Growing up as an ethnically Chinese teenager in Canada, I knew, as did all my peers who were similarly afflicted by that incurable condition, that being Asian would count against you when you applied to certain university programmes, and that you had to do better than your non-Asian classmates to stand an equal chance of being admitted.
As I recall, most of us simply accepted this as the natural order of things, and chose one of two strategies to overcome the hereditary handicap. Some doubled down and studied harder. Others opted to consciously behave in ways that were “less Asian”. Playing classical instruments was racially suspect; becoming involved in local politics, on the other hand, helped demonstrate qualities of leadership, which the conformist Asians are said to lack.
Luckily, most Canadian universities only react negatively in a handful of stereotyped subjects, such as medicine and dentistry. I still remember the withering look one of my alma mater’s admissions officers gave me when I showed up to one of their medicine open days. Not another one, her face, wearied by hundreds of indistinguishable Wongs and Kims, seemed to shout. She mumbled something about picking up an information pack, and I left as soon as I decently could. Perhaps it didn’t matter. I would have made a terrible doctor and would have hated dentistry even more. But I hope my genes didn’t have anything to do with it.
Still, at least I did not grow up in America. Last week the Supreme Court largely outlawed discrimination based on race in university admissions, to the universal dismay of progressive opinion. The case mainly turned on a challenge against Harvard’s admissions process – and by extension, that of almost every single selective American university – which the plaintiffs alleged systematically discriminated against Asian American applicants.
The case’s evidence was not particularly hard to understand. If you were an Asian applicant to Harvard, you needed to have better scores than non-Asian applicants to be admitted, and even then your odds of admission were lower than if you were of any other race. Asian applicants were, the plaintiffs said, systematically ranked lower on “positive personality traits”, such as likability, courage and kindness, by admissions officers who had never met the applicants. The proportion of Asians in the American population has gone up dramatically; the number of Asians at Harvard flatlined year after year.
These were the allegations brought in the suit. But they were also baldly stated in an internal report commissioned by Harvard in 2013 to defend itself from charges of racism. It was duly suppressed by the university’s administration.
And, frankly, there was nothing that every Asian American teenager and parent, every admissions counsellor, every single person involved in the ugly process through which the US’s elite universities select the next generation of their country’s ruling class, did not know already.
In fairness to Harvard, I should mention that it commissioned a Nobel Prize-winning economist to write a report showing that Harvard did not engage in racial discrimination. According to David Card’s analysis, once you controlled for the low personality scores of Asian American applicants, the disparity in admission rates vanishes. There is no discrimination once you take into account personality scores, but personality scores are the main vehicle for discrimination. And what explains the systematically lower personality scores? Card coyly suggests that perhaps Asian applicants write inferior admission essays, a requirement that was after all first introduced by Harvard a century ago to weed out Jewish applicants who lacked the requisite “character” to attend the university.

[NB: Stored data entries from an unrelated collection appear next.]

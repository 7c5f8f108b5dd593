//! Saveable state registry
//!
//! The boundary between in-memory state and whatever persists it across a
//! process or navigation restart. Components register value providers under
//! stable keys; [`SaveableStateRegistry::perform_save`] collects their values,
//! and a registry created from the saved map hands them back through
//! [`SaveableStateRegistry::consume_restored`].

#![warn(missing_docs)]
#![warn(clippy::all)]

pub mod registry;

pub use registry::{CanBeSaved, RegistrationHandle, SaveableStateRegistry, SavedState, ValueProvider};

All of this is quite embarrassing to American progressives. They are unwilling to defend the simple fact that Asian Americans, many of them relative newcomers to the republic of the United States, behaved in ways that did not map well on to the uneasy American racial settlement: they did too well for a minority group, relative to their demographic weight. And for this, they have been kept to manageable proportions through unwritten numerus clausus, or limits to the number of students allowed to study.

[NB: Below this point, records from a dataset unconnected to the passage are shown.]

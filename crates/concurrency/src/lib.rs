//! Frame-based transactional state
//!
//! This crate implements the snapshot layer of framestate:
//! - [`StateCell`]: a mutable value with one record per writing frame
//! - [`Frame`]: an isolated, all-or-nothing view over every cell
//! - [`FrameRegistry`]: open frame bookkeeping and first-committer-wins
//!   conflict detection at commit time
//! - Read and commit observers

#![warn(missing_docs)]
#![warn(clippy::all)]

pub mod frame;
pub mod id_set;
pub mod observer;
pub mod record;
pub mod registry;

pub use frame::{AbortHook, Frame, FrameData, FrameOptions, RestoreError};
pub use id_set::FrameIdSet;
pub use observer::{CommitObserver, ObserverHandle, ReadObserver};
pub use record::{StateCell, StateObject, StateRef};
pub use registry::{FrameMetrics, FrameRegistry, RegistryConfig};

Because these realisations are simultaneously trite but also unspeakable in polite company, the word “Asian” was barely uttered in the aftermath of the Supreme Court decision, except by opponents of affirmative action. The dissenting opinion by Justice Ketanji Brown Jackson used the word “Asian” precisely three times, as if it was a common vulgarity instead of an ethnic group systematically discriminated against by the country’s finest universities, including her own alma mater.
The dissent by Justice Sonia Sotomayor suggested that worried Asian applicants should simply write better essays in which they explain that they are not like those other Asians, the Singhs and the Woos, with their undistinguishable faces and their glaring lack of “positive personality traits”. She put it more eloquently, but not much more so.

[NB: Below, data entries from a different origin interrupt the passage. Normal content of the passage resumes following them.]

//! Observer Tests

use crate::common::*;
use parking_lot::Mutex;
use std::sync::Arc;

#[test]
fn read_observer_sees_every_read() {
    let rt = runtime();
    let a = committed_cell(&rt, 1);
    let b = committed_cell(&rt, 2);

    let reads = Arc::new(Mutex::new(Vec::new()));
    let sink = Arc::clone(&reads);
    let frame = rt
        .open(FrameOptions::new().read_observer(move |id| sink.lock().push(id)))
        .unwrap();
    a.get(&frame).unwrap();
    b.get(&frame).unwrap();
    a.get(&frame).unwrap();
    frame.commit().unwrap();

    assert_eq!(*reads.lock(), vec![a.id(), b.id(), a.id()]);
}

#[test]
fn commit_observer_sees_modified_cells() {
    let rt = runtime();
    let a = committed_cell(&rt, 1);
    let b = committed_cell(&rt, 2);
    let untouched = committed_cell(&rt, 3);

    let commits = Arc::new(Mutex::new(Vec::new()));
    let sink = Arc::clone(&commits);
    let _handle = rt.register_commit_observer(move |ids, frame| {
        sink.lock().push((ids.to_vec(), frame));
    });

    let frame_id = rt
        .frame(|f| {
            b.set(f, 20)?;
            a.set(f, 10)?;
            untouched.get(f)?;
            Ok(f.id())
        })
        .unwrap();

    let commits = commits.lock();
    assert_eq!(commits.len(), 1);
    assert_eq!(commits[0], (vec![b.id(), a.id()], frame_id));
}

#[test]
fn commit_observer_skips_empty_and_failed_commits() {
    let rt = unbound_runtime();
    let cell = committed_cell(&rt, 0);

    let count = Arc::new(Mutex::new(0));
    let sink = Arc::clone(&count);
    let _handle = rt.register_commit_observer(move |_, _| *sink.lock() += 1);

    // Read-only: nothing modified
    read(&rt, &cell);
    // Aborted
    rt.aborted(|f| Ok(cell.set(f, 1)?)).unwrap();
    // Conflicting
    let mut f1 = open(&rt);
    let mut f2 = open(&rt);
    cell.set(&mut f1, 1).unwrap();
    cell.set(&mut f2, 2).unwrap();
    f1.commit().unwrap();
    assert!(f2.commit().is_err());

    assert_eq!(*count.lock(), 1);
}

#[test]
fn disposed_observer_is_not_called() {
    let rt = runtime();
    let cell = committed_cell(&rt, 0);

    let count = Arc::new(Mutex::new(0));
    let sink = Arc::clone(&count);
    let handle = rt.register_commit_observer(move |_, _| *sink.lock() += 1);

    rt.frame(|f| Ok(cell.set(f, 1)?)).unwrap();
    handle.dispose();
    rt.frame(|f| Ok(cell.set(f, 2)?)).unwrap();

    assert_eq!(*count.lock(), 1);
}

#[test]
fn observer_can_read_committed_state() {
    let rt = runtime();
    let cell = committed_cell(&rt, 0);

    let seen = Arc::new(Mutex::new(None));
    let sink = Arc::clone(&seen);
    let observer_rt = rt.clone();
    let observed = cell.clone();
    let _handle = rt.register_commit_observer(move |_, _| {
        *sink.lock() = observer_rt.read_committed(&observed).ok();
    });

    rt.frame(|f| Ok(cell.set(f, 7)?)).unwrap();
    assert_eq!(*seen.lock(), Some(7));
}

#[test]
fn was_modified_tracks_framed_collections() {
    let rt = runtime();
    let list = rt.frame(|f| StateList::new(f, [1, 2, 3])).unwrap();
    let map = rt.frame(|f| StateMap::new(f, [("a", 1)])).unwrap();

    rt.frame(|f| {
        list.len(f)?;
        map.get(f, &"a")?;
        assert!(!f.was_modified(list.cell()));
        assert!(!f.was_modified(map.cell()));

        list.push(f, 4)?;
        assert!(f.was_modified(list.cell()));
        assert!(!f.was_modified(map.cell()));

        map.insert(f, "b", 2)?;
        assert!(f.was_modified(map.cell()));
        Ok(())
    })
    .unwrap();
}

After the Supreme Court’s decision was released, Harvard did not apologise for having engaged in decades of race-based discrimination, but instead implied that it would try to carry on as usual: “The Court also ruled that colleges and universities may consider in admissions decisions ‘an applicant’s discussion of how race affected his or her life, be it through discrimination, inspiration, or otherwise’. We will certainly comply with the Court’s decision.” The New York Times’s withering editorial did not use the word “Asian” once. Few of the dozens of elite universities, human rights charities and progressive politicians who rushed to condemn the decision did.
For that matter none of my American academic fellow-travellers, who rushed to condemn the decision as racist and right wing, and who will next September teach at least some students who look like me, did so either.